Extracted entries:

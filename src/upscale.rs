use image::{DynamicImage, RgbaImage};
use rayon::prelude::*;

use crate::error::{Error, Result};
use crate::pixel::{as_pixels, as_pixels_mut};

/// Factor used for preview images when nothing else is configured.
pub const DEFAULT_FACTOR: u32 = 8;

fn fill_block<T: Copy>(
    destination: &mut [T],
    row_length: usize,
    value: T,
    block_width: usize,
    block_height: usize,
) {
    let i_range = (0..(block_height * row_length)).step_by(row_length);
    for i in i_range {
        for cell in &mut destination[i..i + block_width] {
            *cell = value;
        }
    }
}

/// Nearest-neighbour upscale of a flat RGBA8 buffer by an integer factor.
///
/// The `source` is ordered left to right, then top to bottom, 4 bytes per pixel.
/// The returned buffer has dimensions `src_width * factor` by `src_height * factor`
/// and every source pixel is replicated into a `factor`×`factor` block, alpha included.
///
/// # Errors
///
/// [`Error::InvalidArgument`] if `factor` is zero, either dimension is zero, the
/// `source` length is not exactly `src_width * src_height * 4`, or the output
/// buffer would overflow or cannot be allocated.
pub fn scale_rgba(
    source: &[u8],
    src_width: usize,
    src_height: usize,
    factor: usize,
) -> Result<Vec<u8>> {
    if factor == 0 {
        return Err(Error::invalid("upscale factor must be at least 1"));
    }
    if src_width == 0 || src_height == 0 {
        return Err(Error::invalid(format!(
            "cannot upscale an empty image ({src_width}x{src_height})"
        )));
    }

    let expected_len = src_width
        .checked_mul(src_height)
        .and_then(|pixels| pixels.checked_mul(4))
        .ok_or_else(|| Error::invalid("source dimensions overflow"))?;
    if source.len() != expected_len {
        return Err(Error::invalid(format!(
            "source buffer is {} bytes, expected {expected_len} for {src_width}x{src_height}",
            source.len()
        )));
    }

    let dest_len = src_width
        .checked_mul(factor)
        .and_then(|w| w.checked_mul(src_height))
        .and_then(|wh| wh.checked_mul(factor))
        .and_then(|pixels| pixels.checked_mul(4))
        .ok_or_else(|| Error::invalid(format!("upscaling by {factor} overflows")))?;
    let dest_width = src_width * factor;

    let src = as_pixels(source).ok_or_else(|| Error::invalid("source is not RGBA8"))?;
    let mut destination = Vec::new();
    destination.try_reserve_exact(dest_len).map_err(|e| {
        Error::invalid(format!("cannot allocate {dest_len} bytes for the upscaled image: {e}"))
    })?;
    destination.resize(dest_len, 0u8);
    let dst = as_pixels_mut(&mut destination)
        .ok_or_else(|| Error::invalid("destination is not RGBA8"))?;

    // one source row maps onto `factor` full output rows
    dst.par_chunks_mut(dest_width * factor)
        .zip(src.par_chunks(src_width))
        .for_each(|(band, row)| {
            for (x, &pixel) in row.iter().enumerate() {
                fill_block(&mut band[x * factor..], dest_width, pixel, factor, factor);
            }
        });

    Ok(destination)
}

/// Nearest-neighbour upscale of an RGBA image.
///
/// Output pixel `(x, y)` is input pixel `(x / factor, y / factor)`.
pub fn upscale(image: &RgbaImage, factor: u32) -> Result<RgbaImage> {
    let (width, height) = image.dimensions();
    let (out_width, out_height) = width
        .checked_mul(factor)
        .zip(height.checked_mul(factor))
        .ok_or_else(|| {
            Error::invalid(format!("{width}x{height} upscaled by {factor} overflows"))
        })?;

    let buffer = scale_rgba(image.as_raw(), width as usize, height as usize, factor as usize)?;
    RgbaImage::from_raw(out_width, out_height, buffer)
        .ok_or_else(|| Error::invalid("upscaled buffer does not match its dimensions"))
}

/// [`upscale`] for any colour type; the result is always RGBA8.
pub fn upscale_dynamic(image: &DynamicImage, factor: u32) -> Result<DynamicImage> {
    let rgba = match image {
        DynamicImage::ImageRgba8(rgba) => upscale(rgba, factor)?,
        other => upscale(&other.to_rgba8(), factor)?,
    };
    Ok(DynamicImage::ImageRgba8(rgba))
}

...

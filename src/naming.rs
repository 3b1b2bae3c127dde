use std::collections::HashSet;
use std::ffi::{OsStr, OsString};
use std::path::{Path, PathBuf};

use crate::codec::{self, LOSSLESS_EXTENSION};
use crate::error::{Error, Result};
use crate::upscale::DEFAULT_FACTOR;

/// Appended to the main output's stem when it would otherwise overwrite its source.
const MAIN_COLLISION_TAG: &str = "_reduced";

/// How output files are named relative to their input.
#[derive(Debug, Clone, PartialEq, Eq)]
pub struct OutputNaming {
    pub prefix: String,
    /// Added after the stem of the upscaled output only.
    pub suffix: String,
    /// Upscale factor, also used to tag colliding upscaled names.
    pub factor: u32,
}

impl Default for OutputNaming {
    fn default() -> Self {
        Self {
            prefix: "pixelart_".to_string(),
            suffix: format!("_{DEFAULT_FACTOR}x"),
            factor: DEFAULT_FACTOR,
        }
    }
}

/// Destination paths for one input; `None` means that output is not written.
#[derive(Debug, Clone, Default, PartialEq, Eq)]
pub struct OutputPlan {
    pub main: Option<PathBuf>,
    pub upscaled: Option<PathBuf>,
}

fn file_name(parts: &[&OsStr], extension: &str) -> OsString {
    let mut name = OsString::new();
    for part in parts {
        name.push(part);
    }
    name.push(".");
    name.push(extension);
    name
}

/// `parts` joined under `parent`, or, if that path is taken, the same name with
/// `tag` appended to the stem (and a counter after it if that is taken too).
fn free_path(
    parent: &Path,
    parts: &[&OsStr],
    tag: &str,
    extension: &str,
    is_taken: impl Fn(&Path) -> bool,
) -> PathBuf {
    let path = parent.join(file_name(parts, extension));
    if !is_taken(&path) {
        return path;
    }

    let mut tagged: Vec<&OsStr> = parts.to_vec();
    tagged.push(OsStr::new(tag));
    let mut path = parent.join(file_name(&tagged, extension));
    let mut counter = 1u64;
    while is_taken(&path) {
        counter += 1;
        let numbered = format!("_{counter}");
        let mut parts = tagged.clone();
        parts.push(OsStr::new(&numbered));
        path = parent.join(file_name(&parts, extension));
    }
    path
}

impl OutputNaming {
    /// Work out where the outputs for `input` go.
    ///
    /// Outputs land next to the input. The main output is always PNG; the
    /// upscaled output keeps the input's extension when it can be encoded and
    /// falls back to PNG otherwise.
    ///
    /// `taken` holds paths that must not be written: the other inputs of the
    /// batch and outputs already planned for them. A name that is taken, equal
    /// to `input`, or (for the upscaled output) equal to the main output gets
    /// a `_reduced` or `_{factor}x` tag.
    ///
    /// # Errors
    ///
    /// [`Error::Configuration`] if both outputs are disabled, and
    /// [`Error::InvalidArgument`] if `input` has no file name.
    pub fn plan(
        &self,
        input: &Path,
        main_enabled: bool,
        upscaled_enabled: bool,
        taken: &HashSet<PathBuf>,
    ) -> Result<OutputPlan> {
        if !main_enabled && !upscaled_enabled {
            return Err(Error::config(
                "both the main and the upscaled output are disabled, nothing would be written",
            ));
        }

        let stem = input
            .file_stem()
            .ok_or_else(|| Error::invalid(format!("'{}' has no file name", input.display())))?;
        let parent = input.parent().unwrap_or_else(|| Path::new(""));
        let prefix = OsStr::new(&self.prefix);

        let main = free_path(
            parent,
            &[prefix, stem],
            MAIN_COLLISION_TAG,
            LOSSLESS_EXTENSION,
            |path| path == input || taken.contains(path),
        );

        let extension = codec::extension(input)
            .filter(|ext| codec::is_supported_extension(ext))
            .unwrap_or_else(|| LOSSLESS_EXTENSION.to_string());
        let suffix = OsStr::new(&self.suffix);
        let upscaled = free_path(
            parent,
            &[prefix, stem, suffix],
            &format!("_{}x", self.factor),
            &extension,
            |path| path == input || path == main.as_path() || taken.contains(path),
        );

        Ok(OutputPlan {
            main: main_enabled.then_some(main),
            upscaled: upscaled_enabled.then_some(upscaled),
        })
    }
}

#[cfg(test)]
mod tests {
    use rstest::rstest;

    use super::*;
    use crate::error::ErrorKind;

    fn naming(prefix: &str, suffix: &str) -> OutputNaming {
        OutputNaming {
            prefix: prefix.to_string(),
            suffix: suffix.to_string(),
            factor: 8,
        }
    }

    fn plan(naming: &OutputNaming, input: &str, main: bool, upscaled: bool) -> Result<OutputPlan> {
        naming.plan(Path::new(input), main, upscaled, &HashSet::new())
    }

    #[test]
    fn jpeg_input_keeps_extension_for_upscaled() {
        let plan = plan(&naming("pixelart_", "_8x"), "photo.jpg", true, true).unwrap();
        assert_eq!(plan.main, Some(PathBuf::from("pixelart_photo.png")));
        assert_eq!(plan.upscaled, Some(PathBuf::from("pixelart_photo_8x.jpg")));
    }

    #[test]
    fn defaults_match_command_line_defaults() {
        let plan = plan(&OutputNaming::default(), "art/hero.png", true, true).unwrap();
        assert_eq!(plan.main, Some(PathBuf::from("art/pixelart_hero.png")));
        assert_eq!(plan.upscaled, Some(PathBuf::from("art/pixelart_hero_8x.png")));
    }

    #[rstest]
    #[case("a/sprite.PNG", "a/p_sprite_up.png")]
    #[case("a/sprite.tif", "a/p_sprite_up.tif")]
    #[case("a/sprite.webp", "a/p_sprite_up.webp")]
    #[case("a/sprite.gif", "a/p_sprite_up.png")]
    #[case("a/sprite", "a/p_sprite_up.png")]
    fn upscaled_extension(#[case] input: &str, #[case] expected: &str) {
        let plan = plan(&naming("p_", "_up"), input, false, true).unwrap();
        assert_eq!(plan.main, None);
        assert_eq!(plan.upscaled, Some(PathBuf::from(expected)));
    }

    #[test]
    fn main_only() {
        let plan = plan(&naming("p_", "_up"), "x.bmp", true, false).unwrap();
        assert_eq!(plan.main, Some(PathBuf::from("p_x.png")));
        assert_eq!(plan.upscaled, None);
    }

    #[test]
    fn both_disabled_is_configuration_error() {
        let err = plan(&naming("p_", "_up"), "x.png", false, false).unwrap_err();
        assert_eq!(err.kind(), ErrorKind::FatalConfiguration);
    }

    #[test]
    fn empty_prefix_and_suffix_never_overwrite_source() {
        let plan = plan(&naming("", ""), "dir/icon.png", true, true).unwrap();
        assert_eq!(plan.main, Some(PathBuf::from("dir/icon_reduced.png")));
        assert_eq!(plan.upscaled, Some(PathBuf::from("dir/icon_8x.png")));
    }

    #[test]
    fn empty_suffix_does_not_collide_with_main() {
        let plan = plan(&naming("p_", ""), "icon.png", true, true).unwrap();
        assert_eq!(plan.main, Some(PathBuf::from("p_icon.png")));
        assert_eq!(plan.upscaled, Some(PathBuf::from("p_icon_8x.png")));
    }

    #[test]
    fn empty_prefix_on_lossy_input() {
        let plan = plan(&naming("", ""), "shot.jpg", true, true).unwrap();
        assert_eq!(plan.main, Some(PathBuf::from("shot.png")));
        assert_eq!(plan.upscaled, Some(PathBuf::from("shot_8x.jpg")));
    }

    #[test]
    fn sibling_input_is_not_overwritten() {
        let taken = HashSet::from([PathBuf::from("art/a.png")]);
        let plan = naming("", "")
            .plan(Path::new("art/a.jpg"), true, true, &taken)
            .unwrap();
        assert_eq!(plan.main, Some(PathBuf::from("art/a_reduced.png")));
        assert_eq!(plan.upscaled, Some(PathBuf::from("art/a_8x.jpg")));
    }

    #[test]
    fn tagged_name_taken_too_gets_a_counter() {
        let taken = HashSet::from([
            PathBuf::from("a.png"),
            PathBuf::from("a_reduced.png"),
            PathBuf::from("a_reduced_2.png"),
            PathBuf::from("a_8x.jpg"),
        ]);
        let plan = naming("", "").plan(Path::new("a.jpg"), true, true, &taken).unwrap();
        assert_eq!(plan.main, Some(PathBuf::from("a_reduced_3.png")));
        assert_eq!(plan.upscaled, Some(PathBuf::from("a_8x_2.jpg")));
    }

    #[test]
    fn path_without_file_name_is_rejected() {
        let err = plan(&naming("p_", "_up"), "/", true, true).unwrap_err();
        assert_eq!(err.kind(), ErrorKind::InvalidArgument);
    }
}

---

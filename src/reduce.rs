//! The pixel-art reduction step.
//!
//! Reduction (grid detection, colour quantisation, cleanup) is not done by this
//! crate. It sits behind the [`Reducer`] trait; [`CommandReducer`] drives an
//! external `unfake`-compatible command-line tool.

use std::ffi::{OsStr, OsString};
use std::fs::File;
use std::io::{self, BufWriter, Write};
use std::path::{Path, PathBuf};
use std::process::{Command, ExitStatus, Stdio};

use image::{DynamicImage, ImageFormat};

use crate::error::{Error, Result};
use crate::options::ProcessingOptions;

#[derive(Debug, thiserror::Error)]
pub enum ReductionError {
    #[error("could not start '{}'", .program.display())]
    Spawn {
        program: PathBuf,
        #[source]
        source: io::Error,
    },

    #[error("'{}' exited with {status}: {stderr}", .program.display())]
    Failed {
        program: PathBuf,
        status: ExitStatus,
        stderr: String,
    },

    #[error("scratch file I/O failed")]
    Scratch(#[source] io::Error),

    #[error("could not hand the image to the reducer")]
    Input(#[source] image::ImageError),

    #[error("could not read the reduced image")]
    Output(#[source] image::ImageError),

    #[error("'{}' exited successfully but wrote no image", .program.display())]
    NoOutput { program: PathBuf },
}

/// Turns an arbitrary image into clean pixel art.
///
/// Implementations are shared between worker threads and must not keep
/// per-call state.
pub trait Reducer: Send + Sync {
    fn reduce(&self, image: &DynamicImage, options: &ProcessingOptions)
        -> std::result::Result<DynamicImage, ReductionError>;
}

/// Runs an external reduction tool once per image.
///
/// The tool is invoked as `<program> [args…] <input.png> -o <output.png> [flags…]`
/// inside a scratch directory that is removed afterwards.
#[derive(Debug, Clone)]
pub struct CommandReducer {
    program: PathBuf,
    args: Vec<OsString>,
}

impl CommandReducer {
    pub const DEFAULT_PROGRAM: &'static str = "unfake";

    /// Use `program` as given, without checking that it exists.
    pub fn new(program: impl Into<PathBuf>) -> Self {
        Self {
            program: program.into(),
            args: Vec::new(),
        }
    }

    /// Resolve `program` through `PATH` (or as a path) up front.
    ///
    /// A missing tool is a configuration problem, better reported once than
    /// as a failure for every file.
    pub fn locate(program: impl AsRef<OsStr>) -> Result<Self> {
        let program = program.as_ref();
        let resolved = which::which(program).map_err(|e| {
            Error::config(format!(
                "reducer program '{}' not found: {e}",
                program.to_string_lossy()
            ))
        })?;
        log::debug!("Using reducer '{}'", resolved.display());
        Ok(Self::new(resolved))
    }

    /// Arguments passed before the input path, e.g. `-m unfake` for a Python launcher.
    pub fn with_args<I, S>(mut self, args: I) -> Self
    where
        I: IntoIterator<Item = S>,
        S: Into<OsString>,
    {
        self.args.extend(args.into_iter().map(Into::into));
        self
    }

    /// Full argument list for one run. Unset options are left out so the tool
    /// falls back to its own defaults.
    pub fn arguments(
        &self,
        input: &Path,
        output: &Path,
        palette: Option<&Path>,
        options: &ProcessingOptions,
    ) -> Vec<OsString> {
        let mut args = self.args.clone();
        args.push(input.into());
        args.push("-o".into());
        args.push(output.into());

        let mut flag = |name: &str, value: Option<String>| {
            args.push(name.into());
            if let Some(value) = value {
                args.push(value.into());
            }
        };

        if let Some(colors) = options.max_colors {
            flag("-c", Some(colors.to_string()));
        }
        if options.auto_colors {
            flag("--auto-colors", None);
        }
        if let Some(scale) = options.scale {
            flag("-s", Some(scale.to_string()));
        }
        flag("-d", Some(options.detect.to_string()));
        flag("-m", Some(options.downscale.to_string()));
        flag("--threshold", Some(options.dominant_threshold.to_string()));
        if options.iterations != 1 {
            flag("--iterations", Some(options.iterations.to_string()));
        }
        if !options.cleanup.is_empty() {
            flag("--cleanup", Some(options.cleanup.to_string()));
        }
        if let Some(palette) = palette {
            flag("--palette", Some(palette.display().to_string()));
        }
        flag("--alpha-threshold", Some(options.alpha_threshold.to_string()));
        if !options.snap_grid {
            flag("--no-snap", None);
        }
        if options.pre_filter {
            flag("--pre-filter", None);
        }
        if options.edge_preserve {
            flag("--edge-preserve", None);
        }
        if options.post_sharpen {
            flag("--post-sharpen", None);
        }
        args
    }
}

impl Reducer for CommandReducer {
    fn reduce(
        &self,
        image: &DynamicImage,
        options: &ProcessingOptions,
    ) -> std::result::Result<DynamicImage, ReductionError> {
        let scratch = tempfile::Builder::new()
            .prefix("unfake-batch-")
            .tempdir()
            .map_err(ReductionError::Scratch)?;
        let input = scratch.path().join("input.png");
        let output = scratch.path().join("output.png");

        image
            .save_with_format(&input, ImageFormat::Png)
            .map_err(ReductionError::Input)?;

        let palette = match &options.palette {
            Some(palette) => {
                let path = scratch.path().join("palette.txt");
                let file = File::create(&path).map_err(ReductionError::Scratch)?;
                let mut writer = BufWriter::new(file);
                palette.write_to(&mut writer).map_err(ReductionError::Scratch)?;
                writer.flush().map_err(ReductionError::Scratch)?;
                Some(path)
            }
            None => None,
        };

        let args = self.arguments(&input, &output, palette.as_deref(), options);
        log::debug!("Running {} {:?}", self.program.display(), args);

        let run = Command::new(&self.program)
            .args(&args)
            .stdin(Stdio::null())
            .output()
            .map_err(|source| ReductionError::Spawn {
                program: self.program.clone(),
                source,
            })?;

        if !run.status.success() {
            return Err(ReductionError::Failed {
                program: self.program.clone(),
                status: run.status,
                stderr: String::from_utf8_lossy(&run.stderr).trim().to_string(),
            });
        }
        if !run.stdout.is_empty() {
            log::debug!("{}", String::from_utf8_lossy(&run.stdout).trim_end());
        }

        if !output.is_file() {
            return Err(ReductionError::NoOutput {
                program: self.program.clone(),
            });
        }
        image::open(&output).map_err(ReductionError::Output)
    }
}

What is required:
Where a line of the data holds the word "exited", copy that line.

Solution:
    #[error("'{}' exited with {status}: {stderr}", .program.display())]
    #[error("'{}' exited successfully but wrote no image", .program.display())]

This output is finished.